Given how debilitating a phobia can be, it should come as no surprise that many people who suffer from these disorders commonly turn to drugs or alcohol to numb their fears and anxiety.

Addiction signs and symptoms include:

  • Secrecy or lying about drugs
  • Drug paraphernalia on display
  • Erratic mood swings
  • Weight loss or gain, sleeping more than usual or changing social groups
  • Financial insecurity

The signs of an individual’s addiction differ depending on the severity of their addiction and the type of substance to which they are addicted.

Statistics About Phobias and Addiction

According to the National Institute of Mental Health, here are some statistics that help illustrate tthe co-occurrence of phobias and addiction.

  • Most Americans report experiencing symptoms of phobia at age 7.
  • Among people with phobias, it has been found that about 7% have also abused alcohol and that about 9% have also abused drugs.
  • More than 8.5 percent of adult Americans struggle with specific phobia symptoms. The largest age group with phobias is 45 to 49-year-olds.
  • Over 32 percent of adults with specific phobias receive treatment for phobias.

Phobias That Co-Occur With Addiction

Out of all the phobias discussed, some qualify as the most common phobias. According to Current Opinion in Psychiatry, the most common phobias revolve around animals, high places, closed places, being injured, and being alone. Although these are the most common phobias, they are not always the most debilitating.

Examples of Phobias Associated With Addiction

Phobias come in all shapes and sizes and are as unique as the people who have them. Here are some examples of phobias that co-occur with addiction:

  • Addiction And Agoraphobia: Fear of unknown situations as well as a fear of leaving a comfortable situation, such as going outside of your home. People with agoraphobia can turn to drugs and alcohol as a way to temporarily cope with their debilitating symptoms.
  • Addiction and Claustrophobia: Claustrophobia is a fear of being in small spaces. Someone suffering from this phobia may be able to avoid their triggers for the most part, but when they cannot, they may turn to drugs or alcohol to cope with their anxiety.

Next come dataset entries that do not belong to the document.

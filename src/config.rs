//! Persistent settings
//!
//! Defaults mirror the controls of the desktop tool: red target, half
//! strength, 0.3 match sensitivity. Settings can be stored as JSON and any
//! field missing from the file falls back to its default.

use serde::{Deserialize, Serialize};
use std::fs;
use std::path::Path;
use crate::batch::ReferencePolicy;
use crate::color::Color;
use crate::dominant::ColorThiefExtractor;
use crate::error::Result;
use crate::recolor::RecolorParams;

#[derive(Debug, Clone, PartialEq, Serialize, Deserialize)]
#[serde(default)]
pub struct RecolorSettings {
    /// Color matched pixels are blended toward (default: #FF0000)
    pub target: Color,
    /// Blend strength at an exact match (default: 0.5)
    pub intensity: f32,
    /// Match radius as a fraction of 255 (default: 0.3)
    pub sensitivity: f32,
    /// Explicit reference color; `None` uses each image's dominant color
    pub source: Option<Color>,
    /// Batch worker threads, 0 = one per core (default: 0)
    pub workers: usize,
    /// Maximum snapshots kept for undo, `None` = unbounded
    pub history_limit: Option<usize>,
    /// Dominant color sampling step, 1-10 (default: 1)
    pub extractor_quality: u8,
    /// Palette size used for dominant color extraction (default: 5)
    pub extractor_colors: u8,
}

impl Default for RecolorSettings {
    fn default() -> Self {
        Self {
            target: Color::new(255, 0, 0),
            intensity: 0.5,
            sensitivity: 0.3,
            source: None,
            workers: 0,
            history_limit: None,
            extractor_quality: 1,
            extractor_colors: 5,
        }
    }
}

impl RecolorSettings {
    pub fn load(path: &Path) -> Result<Self> {
        let content = fs::read_to_string(path)?;
        Ok(serde_json::from_str(&content)?)
    }

    pub fn save(&self, path: &Path) -> Result<()> {
        if let Some(parent) = path.parent().filter(|p| !p.as_os_str().is_empty()) {
            fs::create_dir_all(parent)?;
        }
        let content = serde_json::to_string_pretty(self)?;
        fs::write(path, content)?;
        Ok(())
    }

    pub fn params(&self) -> Result<RecolorParams> {
        RecolorParams::new(self.target, self.intensity, self.sensitivity)
    }

    pub fn reference_policy(&self) -> ReferencePolicy {
        match self.source {
            Some(color) => ReferencePolicy::Explicit(color),
            None => ReferencePolicy::PerImageDominant,
        }
    }

    pub fn extractor(&self) -> ColorThiefExtractor {
        ColorThiefExtractor::new(self.extractor_quality, self.extractor_colors)
    }
}
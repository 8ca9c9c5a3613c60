//! Color codec
//!
//! Parses the color notations users type into an RGB triple and formats
//! colors back to canonical `#RRGGBB` text.
//!
//! Accepted input, tried in order:
//! 1. `#RRGGBB`
//! 2. `#RGB` (each digit doubled)
//! 3. bare `RRGGBB` / `RGB`
//! 4. three decimal components separated by commas or spaces, e.g. `255, 0, 0`
//!    (fractions are truncated, values clamped into 0..=255)

use image::Rgba;
use palette::Srgb;
use serde::{Deserialize, Serialize};
use std::fmt;
use std::str::FromStr;
use crate::error::{RecolorError, Result};

/// An opaque RGB color. Alpha never takes part in matching or blending.
#[derive(Debug, Clone, Copy, PartialEq, Eq, Hash, Default, Serialize, Deserialize)]
#[serde(try_from = "String", into = "String")]
pub struct Color {
    pub r: u8,
    pub g: u8,
    pub b: u8,
}

impl Color {
    pub const fn new(r: u8, g: u8, b: u8) -> Self {
        Self { r, g, b }
    }

    /// Fallback used whenever a dominant color cannot be determined
    pub const NEUTRAL_GRAY: Color = Color::new(128, 128, 128);

    pub fn parse(text: &str) -> Result<Self> {
        parse(text)
    }

    /// Canonical `#RRGGBB` form
    pub fn format(&self) -> String {
        format(*self)
    }

    /// Six uppercase hex digits without the leading `#`
    pub fn hex_code(&self) -> String {
        format!("{:02X}{:02X}{:02X}", self.r, self.g, self.b)
    }

    pub fn to_array(self) -> [u8; 3] {
        [self.r, self.g, self.b]
    }

    /// RGB part of an RGBA pixel
    pub fn from_pixel(pixel: &Rgba<u8>) -> Self {
        Self::new(pixel[0], pixel[1], pixel[2])
    }

    /// Euclidean distance in RGB space, each axis spanning 0..=255
    pub fn distance(&self, other: &Color) -> f32 {
        let dr = self.r as f32 - other.r as f32;
        let dg = self.g as f32 - other.g as f32;
        let db = self.b as f32 - other.b as f32;
        (dr * dr + dg * dg + db * db).sqrt()
    }
}

impl From<Srgb<u8>> for Color {
    fn from(c: Srgb<u8>) -> Self {
        Self::new(c.red, c.green, c.blue)
    }
}

impl From<Color> for Srgb<u8> {
    fn from(c: Color) -> Self {
        Srgb::new(c.r, c.g, c.b)
    }
}

impl From<[u8; 3]> for Color {
    fn from([r, g, b]: [u8; 3]) -> Self {
        Self::new(r, g, b)
    }
}

impl fmt::Display for Color {
    fn fmt(&self, f: &mut fmt::Formatter<'_>) -> fmt::Result {
        write!(f, "#{}", self.hex_code())
    }
}

impl FromStr for Color {
    type Err = RecolorError;

    fn from_str(s: &str) -> Result<Self> {
        parse(s)
    }
}

impl TryFrom<String> for Color {
    type Error = RecolorError;

    fn try_from(value: String) -> Result<Self> {
        parse(&value)
    }
}

impl From<Color> for String {
    fn from(c: Color) -> Self {
        format(c)
    }
}

// ============================================================================
// PARSING
// ============================================================================

/// Parse user-supplied color text
pub fn parse(text: &str) -> Result<Color> {
    let invalid = || RecolorError::InvalidColorFormat(text.to_string());
    let trimmed = text.trim();

    if let Some(digits) = trimmed.strip_prefix('#') {
        return parse_hex_digits(digits).ok_or_else(invalid);
    }

    if let Some(color) = parse_hex_digits(trimmed) {
        return Ok(color);
    }

    if trimmed.contains(',') || trimmed.contains(' ') {
        return parse_decimal_triple(trimmed).ok_or_else(invalid);
    }

    Err(invalid())
}

/// `RRGGBB` or `RGB`, hex digits only
fn parse_hex_digits(digits: &str) -> Option<Color> {
    if !digits.chars().all(|c| c.is_ascii_hexdigit()) {
        return None;
    }

    let expanded: String = match digits.len() {
        6 => digits.to_string(),
        3 => digits.chars().flat_map(|c| [c, c]).collect(),
        _ => return None,
    };

    let r = u8::from_str_radix(&expanded[0..2], 16).ok()?;
    let g = u8::from_str_radix(&expanded[2..4], 16).ok()?;
    let b = u8::from_str_radix(&expanded[4..6], 16).ok()?;
    Some(Color::new(r, g, b))
}

fn parse_decimal_triple(text: &str) -> Option<Color> {
    let sep = if text.contains(',') { ',' } else { ' ' };
    let parts: Vec<&str> = text.split(sep).filter(|p| !p.is_empty()).collect();
    if parts.len() != 3 {
        return None;
    }

    let mut channels = [0u8; 3];
    for (slot, part) in channels.iter_mut().zip(&parts) {
        *slot = parse_component(part.trim())?;
    }
    Some(Color::from(channels))
}

fn parse_component(part: &str) -> Option<u8> {
    let value: f64 = part.parse().ok()?;
    if !value.is_finite() {
        return None;
    }
    Some(value.trunc().clamp(0.0, 255.0) as u8)
}

// ============================================================================
// FORMATTING
// ============================================================================

/// Format as uppercase, zero-padded `#RRGGBB`
pub fn format(color: Color) -> String {
    color.to_string()
}

// ============================================================================
// TESTS
// ============================================================================

#[cfg(test)]
mod tests {
    use super::*;

    const RED: Color = Color::new(255, 0, 0);

    #[test]
    fn test_parse_hex_forms() {
        assert_eq!(parse("#FF0000").unwrap(), RED);
        assert_eq!(parse("#ff0000").unwrap(), RED);
        assert_eq!(parse("#F00").unwrap(), RED);
        assert_eq!(parse("f00").unwrap(), RED);
        assert_eq!(parse("FF0000").unwrap(), RED);
        assert_eq!(parse("  #00ff7f \n").unwrap(), Color::new(0, 255, 127));
        assert_eq!(parse("#1a2").unwrap(), Color::new(0x11, 0xAA, 0x22));
    }

    #[test]
    fn test_parse_decimal_triples() {
        assert_eq!(parse("255, 0, 0").unwrap(), RED);
        assert_eq!(parse("255,0,0").unwrap(), RED);
        assert_eq!(parse("255 0 0").unwrap(), RED);
        assert_eq!(parse("12   34 56").unwrap(), Color::new(12, 34, 56));
        // Truncated, then clamped
        assert_eq!(parse("10.9, 300, -5").unwrap(), Color::new(10, 255, 0));
    }

    #[test]
    fn test_parse_rejects_garbage() {
        for text in [
            "not-a-color",
            "",
            "#12",
            "#12345",
            "#GGGGGG",
            "1234",
            "1, 2",
            "1, 2, 3, 4",
            "a, b, c",
            "inf, 0, 0",
            "+ff",
        ] {
            match parse(text) {
                Err(RecolorError::InvalidColorFormat(t)) => assert_eq!(t, text),
                other => panic!("{:?} should be rejected, got {:?}", text, other),
            }
        }
    }

    #[test]
    fn test_format() {
        assert_eq!(format(RED), "#FF0000");
        assert_eq!(format(Color::new(1, 2, 171)), "#0102AB");
        assert_eq!(Color::new(10, 11, 12).hex_code(), "0A0B0C");
    }

    #[test]
    fn test_parse_format_roundtrip() {
        for r in (0..=255u8).step_by(5) {
            for g in (0..=255u8).step_by(7) {
                for b in (0..=255u8).step_by(3) {
                    let c = Color::new(r, g, b);
                    assert_eq!(parse(&format(c)).unwrap(), c);
                }
            }
        }
    }

    #[test]
    fn test_serde_uses_hex_text() {
        let json = serde_json::to_string(&RED).unwrap();
        assert_eq!(json, "\"#FF0000\"");
        let back: Color = serde_json::from_str("\"0, 255, 0\"").unwrap();
        assert_eq!(back, Color::new(0, 255, 0));
        assert!(serde_json::from_str::<Color>("\"nope\"").is_err());
    }

    #[test]
    fn test_palette_conversion() {
        let srgb: Srgb<u8> = RED.into();
        assert_eq!(srgb, Srgb::new(255, 0, 0));
        assert_eq!(Color::from(palette::named::GRAY), Color::NEUTRAL_GRAY);
    }

    #[test]
    fn test_distance() {
        assert_eq!(RED.distance(&RED), 0.0);
        assert_eq!(Color::new(0, 0, 0).distance(&Color::new(3, 4, 0)), 5.0);
    }
}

Other common phobias include:

  • Arachnophobia – fear of spiders
  • Ophidiophobia – fear of snakes
  • Acrophobia – fear of heights
  • Aerophobia – fear of flying
  • Cynophobia – fear of dogs
  • Astraphobia – fear of thunder and lightning
  • Trypanophobia – fear of injections
  • Agoraphobia – fear of being alone
  • Mysophobia – fear of germs

Although these various phobias interfere with daily life, the treatment of phobias can lessen this interference. Treatments include therapy for phobias; however, medication for phobias may also help.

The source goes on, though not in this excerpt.